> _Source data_
□ □ □ □ □

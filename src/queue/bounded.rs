//! Blocking FIFO queue with an optional capacity bound.

use super::{PushError, TaskQueue};
use crate::executor::Task;
use parking_lot::{Condvar, Mutex};
use std::collections::VecDeque;

struct Inner {
    buf: VecDeque<Task>,
    closed: bool,
}

/// Thread-safe FIFO queue. A capacity bound turns `push` into a backpressure
/// point: producers block while the queue is full.
pub struct BoundedTaskQueue {
    inner: Mutex<Inner>,
    not_empty: Condvar,
    not_full: Condvar,
    capacity: Option<usize>,
}

impl BoundedTaskQueue {
    /// `capacity: None` means unbounded.
    pub fn new(capacity: Option<usize>) -> Self {
        Self {
            inner: Mutex::new(Inner {
                buf: VecDeque::new(),
                closed: false,
            }),
            not_empty: Condvar::new(),
            not_full: Condvar::new(),
            capacity,
        }
    }

    fn is_full(&self, inner: &Inner) -> bool {
        match self.capacity {
            Some(cap) => inner.buf.len() >= cap,
            None => false,
        }
    }
}

impl TaskQueue for BoundedTaskQueue {
    fn push(&self, task: Task) -> Result<(), PushError> {
        let mut inner = self.inner.lock();
        loop {
            if inner.closed {
                return Err(PushError::Closed(task));
            }
            if !self.is_full(&inner) {
                break;
            }
            self.not_full.wait(&mut inner);
        }
        inner.buf.push_back(task);
        self.not_empty.notify_one();
        Ok(())
    }

    fn try_push(&self, task: Task) -> Result<(), PushError> {
        let mut inner = self.inner.lock();
        if inner.closed {
            return Err(PushError::Closed(task));
        }
        if self.is_full(&inner) {
            return Err(PushError::Full(task));
        }
        inner.buf.push_back(task);
        self.not_empty.notify_one();
        Ok(())
    }

    fn pop(&self) -> Option<Task> {
        let mut inner = self.inner.lock();
        loop {
            if let Some(task) = inner.buf.pop_front() {
                self.not_full.notify_one();
                return Some(task);
            }
            if inner.closed {
                return None;
            }
            self.not_empty.wait(&mut inner);
        }
    }

    fn try_pop(&self) -> Option<Task> {
        let mut inner = self.inner.lock();
        let task = inner.buf.pop_front();
        if task.is_some() {
            self.not_full.notify_one();
        }
        task
    }

    fn close(&self) {
        let mut inner = self.inner.lock();
        inner.closed = true;
        self.not_empty.notify_all();
        self.not_full.notify_all();
    }

    fn drain_pending(&self) -> Vec<Task> {
        let mut inner = self.inner.lock();
        let drained: Vec<Task> = inner.buf.drain(..).collect();
        self.not_full.notify_all();
        drained
    }

    fn len(&self) -> usize {
        self.inner.lock().buf.len()
    }

    fn is_closed(&self) -> bool {
        self.inner.lock().closed
    }
}

impl std::fmt::Debug for BoundedTaskQueue {
    fn fmt(&self, f: &mut std::fmt::Formatter<'_>) -> std::fmt::Result {
        let inner = self.inner.lock();
        f.debug_struct("BoundedTaskQueue")
            .field("len", &inner.buf.len())
            .field("capacity", &self.capacity)
            .field("closed", &inner.closed)
            .finish()
    }
}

□ □ □ □ □

> _TASK ITEM_
Output every entry exactly as it appears.

> _SOLVED EXERCISE_
filename src/queue/bounded.rs
//! Blocking FIFO queue with an optional capacity bound.

use super::{PushError, TaskQueue};
use crate::executor::Task;
use parking_lot::{Condvar, Mutex};
use std::collections::VecDeque;

struct Inner {
    buf: VecDeque<Task>,
    closed: bool,
}

/// Thread-safe FIFO queue. A capacity bound turns `push` into a backpressure
/// point: producers block while the queue is full.
pub struct BoundedTaskQueue {
    inner: Mutex<Inner>,
    not_empty: Condvar,
    not_full: Condvar,
    capacity: Option<usize>,
}

impl BoundedTaskQueue {
    /// `capacity: None` means unbounded.
    pub fn new(capacity: Option<usize>) -> Self {
        Self {
            inner: Mutex::new(Inner {
                buf: VecDeque::new(),
                closed: false,
            }),
            not_empty: Condvar::new(),
            not_full: Condvar::new(),
            capacity,
        }
    }

    fn is_full(&self, inner: &Inner) -> bool {
        match self.capacity {
            Some(cap) => inner.buf.len() >= cap,
            None => false,
        }
    }
}

impl TaskQueue for BoundedTaskQueue {
    fn push(&self, task: Task) -> Result<(), PushError> {
        let mut inner = self.inner.lock();
        loop {
            if inner.closed {
                return Err(PushError::Closed(task));
            }
            if !self.is_full(&inner) {
                break;
            }
            self.not_full.wait(&mut inner);
        }
        inner.buf.push_back(task);
        self.not_empty.notify_one();
        Ok(())
    }

    fn try_push(&self, task: Task) -> Result<(), PushError> {
        let mut inner = self.inner.lock();
        if inner.closed {
            return Err(PushError::Closed(task));
        }
        if self.is_full(&inner) {
            return Err(PushError::Full(task));
        }
        inner.buf.push_back(task);
        self.not_empty.notify_one();
        Ok(())
    }

    fn pop(&self) -> Option<Task> {
        let mut inner = self.inner.lock();
        loop {
            if let Some(task) = inner.buf.pop_front() {
                self.not_full.notify_one();
                return Some(task);
            }
            if inner.closed {
                return None;
            }
            self.not_empty.wait(&mut inner);
        }
    }

    fn try_pop(&self) -> Option<Task> {
        let mut inner = self.inner.lock();
        let task = inner.buf.pop_front();
        if task.is_some() {
            self.not_full.notify_one();
        }
        task
    }

    fn close(&self) {
        let mut inner = self.inner.lock();
        inner.closed = true;
        self.not_empty.notify_all();
        self.not_full.notify_all();
    }

    fn drain_pending(&self) -> Vec<Task> {
        let mut inner = self.inner.lock();
        let drained: Vec<Task> = inner.buf.drain(..).collect();
        self.not_full.notify_all();
        drained
    }

    fn len(&self) -> usize {
        self.inner.lock().buf.len()
    }

    fn is_closed(&self) -> bool {
        self.inner.lock().closed
    }
}

impl std::fmt::Debug for BoundedTaskQueue {
    fn fmt(&self, f: &mut std::fmt::Formatter<'_>) -> std::fmt::Result {
        let inner = self.inner.lock();
        f.debug_struct("BoundedTaskQueue")
            .field("len", &inner.buf.len())
            .field("capacity", &self.capacity)
            .field("closed", &inner.closed)
            .finish()
    }
}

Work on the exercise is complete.